▶ _Problem requirements_: From the listing below, return each line that includes "helpers".

▶ _Record extracts_:

[Start of Attachment]

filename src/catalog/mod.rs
// src/catalog/mod.rs
pub mod fixture;
pub mod models;
pub mod sample;
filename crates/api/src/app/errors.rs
use axum::extract::rejection::JsonRejection;
use axum::http::StatusCode;
use axum::response::IntoResponse;
use serde_json::json;

use aquaserve_core::DomainError;

pub fn domain_error_to_response(err: DomainError) -> axum::response::Response {
    match err {
        DomainError::Validation(msg) => json_error(StatusCode::BAD_REQUEST, "validation_error", msg),
        DomainError::CapacityExceeded { capacity } => json_error(
            StatusCode::CONFLICT,
            "capacity_exceeded",
            format!("registry is full: at most {capacity} customers can be registered"),
        ),
        DomainError::NotFound => json_error(StatusCode::NOT_FOUND, "not_found", "customer not found"),
        DomainError::InvalidId(msg) => json_error(StatusCode::BAD_REQUEST, "invalid_id", msg),
        DomainError::InvalidConsumption(consumption) => {
            tracing::error!(consumption, "billing invariant violated behind the registry");
            json_error(StatusCode::INTERNAL_SERVER_ERROR, "internal_error", "internal error")
        }
    }
}

/// Malformed or mistyped bodies are validation failures like any other.
pub fn json_rejection_to_response(rejection: JsonRejection) -> axum::response::Response {
    json_error(StatusCode::BAD_REQUEST, "validation_error", rejection.body_text())
}

/// Error body: `error` is the human-readable message the dashboard shows,
/// `code` is stable for programmatic callers.
pub fn json_error(
    status: StatusCode,
    code: &'static str,
    message: impl Into<String>,
) -> axum::response::Response {
    (
        status,
        axum::Json(json!({
            "error": message.into(),
            "code": code,
        })),
    )
        .into_response()
}
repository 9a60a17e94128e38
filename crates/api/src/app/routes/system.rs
use axum::http::StatusCode;

pub async fn health() -> StatusCode {
    StatusCode::OK
}
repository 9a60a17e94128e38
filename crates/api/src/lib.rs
//! HTTP API: configuration, routing, and request/response mapping.

pub mod app;
pub mod config;
pub mod middleware;

pub use config::{ApiConfig, ConfigError};
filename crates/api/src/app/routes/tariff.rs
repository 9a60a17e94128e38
use std::sync::Arc;

use axum::{Json, extract::Extension};

use crate::app::dto;
use crate::app::services::AppServices;

pub async fn get_tariff(Extension(services): Extension<Arc<AppServices>>) -> Json<dto::TariffResponse> {
    Json(dto::tariff_to_response(services.registry().tariff()))
}
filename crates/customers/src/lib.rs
//! Customer registry: registration rules, immutable billed records, storage.
//!
//! The registry is the only writer. It validates input, enforces capacity,
//! assigns identifiers and bills each record once, at registration.

pub mod customer;
pub mod registry;
pub mod store;

pub use customer::{CustomerRecord, NewCustomer, parse_reading};
pub use registry::{CustomerRegistry, DEFAULT_CAPACITY, MonthlySummary, RegistryConfig};
pub use store::{CustomerStore, InMemoryCustomerStore};
use std::sync::Arc;

use axum::{Json, Router, extract::Extension, routing::get};
use chrono::Utc;

use crate::app::dto;
use crate::app::services::AppServices;

pub fn router() -> Router {
    Router::new().route("/monthly-summary", get(monthly_summary))
}

/// `GetMonthlySummary`: summary and customer list come from the same snapshot.
pub async fn monthly_summary(
    Extension(services): Extension<Arc<AppServices>>,
) -> Json<dto::MonthlySummaryResponse> {
    Json(dto::MonthlySummaryResponse {
        report: services.registry().monthly_summary(),
        generated_at: Utc::now(),
    })
}
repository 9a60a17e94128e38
//! Progressive (marginal) volume tariff.
//!
//! A tariff is an ordered list of bands. Each band charges its rate only for
//! the part of the consumption that falls inside it, so crossing a boundary
//! never re-prices the units below it.

use serde::{Deserialize, Serialize};
use thiserror::Error;

use aquaserve_core::{DomainError, DomainResult};

/// One volume band of a tariff.
#[derive(Debug, Clone, PartialEq, Serialize, Deserialize)]
pub struct TariffBand {
    /// Inclusive upper bound in cubic meters; `None` for the open-ended top band.
    #[serde(default)]
    pub up_to: Option<f64>,
    /// Price per cubic meter inside this band.
    pub rate: f64,
}

impl TariffBand {
    pub fn bounded(up_to: f64, rate: f64) -> Self {
        Self {
            up_to: Some(up_to),
            rate,
        }
    }

    pub fn unbounded(rate: f64) -> Self {
        Self { up_to: None, rate }
    }
}

/// Tariff configuration error.
#[derive(Debug, Error, Clone, PartialEq)]
pub enum TariffError {
    #[error("tariff must have at least one band")]
    NoBands,

    #[error("tariff currency cannot be empty")]
    EmptyCurrency,

    #[error("band {index}: upper bound must be a finite positive number")]
    InvalidBound { index: usize },

    #[error("band {index}: upper bound must be greater than the previous band's")]
    UnorderedBound { index: usize },

    #[error("band {index}: only the last band may be unbounded")]
    UnboundedBeforeLast { index: usize },

    #[error("last band must be unbounded so every volume is billable")]
    BoundedLastBand,

    #[error("band {index}: rate must be a finite non-negative number")]
    InvalidRate { index: usize },
}

/// Validated, ordered tariff table.
///
/// Construct through [`TariffTable::new`] (or deserialize, which runs the
/// same checks). The reference configuration is [`TariffTable::standard`].
#[derive(Debug, Clone, PartialEq, Serialize, Deserialize)]
#[serde(try_from = "RawTariffTable")]
pub struct TariffTable {
    currency: String,
    bands: Vec<TariffBand>,
}

#[derive(Deserialize)]
struct RawTariffTable {
    currency: String,
    bands: Vec<TariffBand>,
}

impl TryFrom<RawTariffTable> for TariffTable {
    type Error = TariffError;

    fn try_from(raw: RawTariffTable) -> Result<Self, Self::Error> {
        TariffTable::new(raw.currency, raw.bands)
    }
}

/// Charge attributed to a single band for one consumption value.
#[derive(Debug, Clone, PartialEq, Serialize)]
pub struct BandCharge {
    /// Exclusive lower bound of the band (0 for the first band).
    pub from: f64,
    pub up_to: Option<f64>,
    pub rate: f64,
    /// Volume billed inside this band.
    pub volume: f64,
    pub charge: f64,
}

impl TariffTable {
    pub fn new(currency: impl Into<String>, bands: Vec<TariffBand>) -> Result<Self, TariffError> {
        let currency = currency.into();
        if currency.trim().is_empty() {
            return Err(TariffError::EmptyCurrency);
        }
        if bands.is_empty() {
            return Err(TariffError::NoBands);
        }

        let last = bands.len() - 1;
        let mut floor = 0.0_f64;
        for (index, band) in bands.iter().enumerate() {
            if !band.rate.is_finite() || band.rate < 0.0 {
                return Err(TariffError::InvalidRate { index });
            }
            match band.up_to {
                Some(bound) => {
                    if index == last {
                        return Err(TariffError::BoundedLastBand);
                    }
                    if !bound.is_finite() || bound <= 0.0 {
                        return Err(TariffError::InvalidBound { index });
                    }
                    if bound <= floor {
                        return Err(TariffError::UnorderedBound { index });
                    }
                    floor = bound;
                }
                None if index != last => return Err(TariffError::UnboundedBeforeLast { index }),
                None => {}
            }
        }

        Ok(Self { currency, bands })
    }

    /// Reference tariff: 0–30 m³ at 25, 30–60 m³ at 35, above 60 m³ at 45 (Ksh).
    pub fn standard() -> Self {
        Self {
            currency: "Ksh".to_string(),
            bands: vec![
                TariffBand::bounded(30.0, 25.0),
                TariffBand::bounded(60.0, 35.0),
                TariffBand::unbounded(45.0),
            ],
        }
    }

    pub fn currency(&self) -> &str {
        &self.currency
    }

    pub fn bands(&self) -> &[TariffBand] {
        &self.bands
    }

    /// Bands paired with their exclusive lower bound.
    pub fn tiers(&self) -> impl Iterator<Item = (f64, &TariffBand)> + '_ {
        let floors = core::iter::once(0.0).chain(self.bands.iter().filter_map(|b| b.up_to));
        floors.zip(self.bands.iter())
    }

    /// Per-band split of `consumption`. The charges sum to [`TariffTable::bill`].
    pub fn breakdown(&self, consumption: f64) -> DomainResult<Vec<BandCharge>> {
        ensure_billable(consumption)?;

        let lines: Vec<BandCharge> = self
            .tiers()
            .map(|(from, band)| {
                let ceiling = band.up_to.unwrap_or(f64::INFINITY);
                let volume = (consumption.min(ceiling) - from).max(0.0);
                BandCharge {
                    from,
                    up_to: band.up_to,
                    rate: band.rate,
                    volume,
                    charge: volume * band.rate,
                }
            })
            .collect();

        let total: f64 = lines.iter().map(|line| line.charge).sum();
        if !total.is_finite() {
            tracing::warn!(consumption, "consumption too large to bill");
            return Err(DomainError::validation(format!(
                "consumption of {consumption} cubic meters is too large to bill"
            )));
        }

        Ok(lines)
    }

    /// Amount owed for `consumption` cubic meters, at full precision.
    pub fn bill(&self, consumption: f64) -> DomainResult<f64> {
        Ok(self.breakdown(consumption)?.iter().map(|line| line.charge).sum())
    }
}

impl Default for TariffTable {
    fn default() -> Self {
        Self::standard()
    }
}

/// Compute the bill for `consumption` cubic meters under `tariff`.
///
/// Fails with [`DomainError::InvalidConsumption`] for negative or non-finite
/// input, and with [`DomainError::Validation`] when the amount itself would
/// not be a finite number.
pub fn compute_bill(tariff: &TariffTable, consumption: f64) -> DomainResult<f64> {
    tariff.bill(consumption)
}

fn ensure_billable(consumption: f64) -> DomainResult<()> {
    if !consumption.is_finite() || consumption < 0.0 {
        tracing::error!(consumption, "billing engine received an invalid consumption");
        return Err(DomainError::InvalidConsumption(consumption));
    }
    Ok(())
}
//! HTTP API application wiring (Axum router + service wiring).
//!
//! - `services.rs`: the registry instance shared by all handlers
//! - `routes/`: HTTP routes + handlers (one file per area)
//! - `dto.rs`: request/response DTOs and JSON mapping helpers
//! - `errors.rs`: consistent error responses

use std::sync::Arc;

use axum::{Extension, Router, routing::get};
use tower::ServiceBuilder;

use crate::middleware;

pub mod dto;
pub mod errors;
pub mod routes;
pub mod services;

/// Build the full HTTP router (public entrypoint used by `main.rs` and tests).
pub fn build_app(services: Arc<services::AppServices>) -> Router {
    Router::new()
        .route("/health", get(routes::system::health))
        .nest("/api", routes::router())
        .layer(Extension(services))
        .layer(
            ServiceBuilder::new()
                .layer(middleware::trace_layer())
                .layer(middleware::cors_layer()),
        )
}
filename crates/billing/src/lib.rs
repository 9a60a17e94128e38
//! Billing engine: tiered water tariff, consumption and registry-wide reporting.
//!
//! Everything here is a pure, deterministic function of its inputs (no IO, no
//! storage, no clocks). Amounts are carried at full `f64` precision; rounding
//! to two decimals happens only when rendering (see [`money`]).

pub mod consumption;
pub mod money;
pub mod report;
pub mod tariff;

pub use consumption::consumption;
pub use money::{format_amount, format_money};
pub use report::{Billable, SummaryReport, aggregate};
pub use tariff::{BandCharge, TariffBand, TariffError, TariffTable, compute_bill};
//! Presentation helpers for monetary amounts.
//!
//! The engine never rounds; these are for the edges (logs, labels, reports).

/// Render an amount with exactly two decimal places.
pub fn format_amount(amount: f64) -> String {
    format!("{amount:.2}")
}

/// Render an amount prefixed with its currency label, e.g. `Ksh 925.00`.
pub fn format_money(currency: &str, amount: f64) -> String {
    format!("{currency} {}", format_amount(amount))
}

[End of Attachment]

▶ _Output of the task_:
//! - `dto.rs`: request/response DTOs and JSON mapping helpers
//! Presentation helpers for monetary amounts.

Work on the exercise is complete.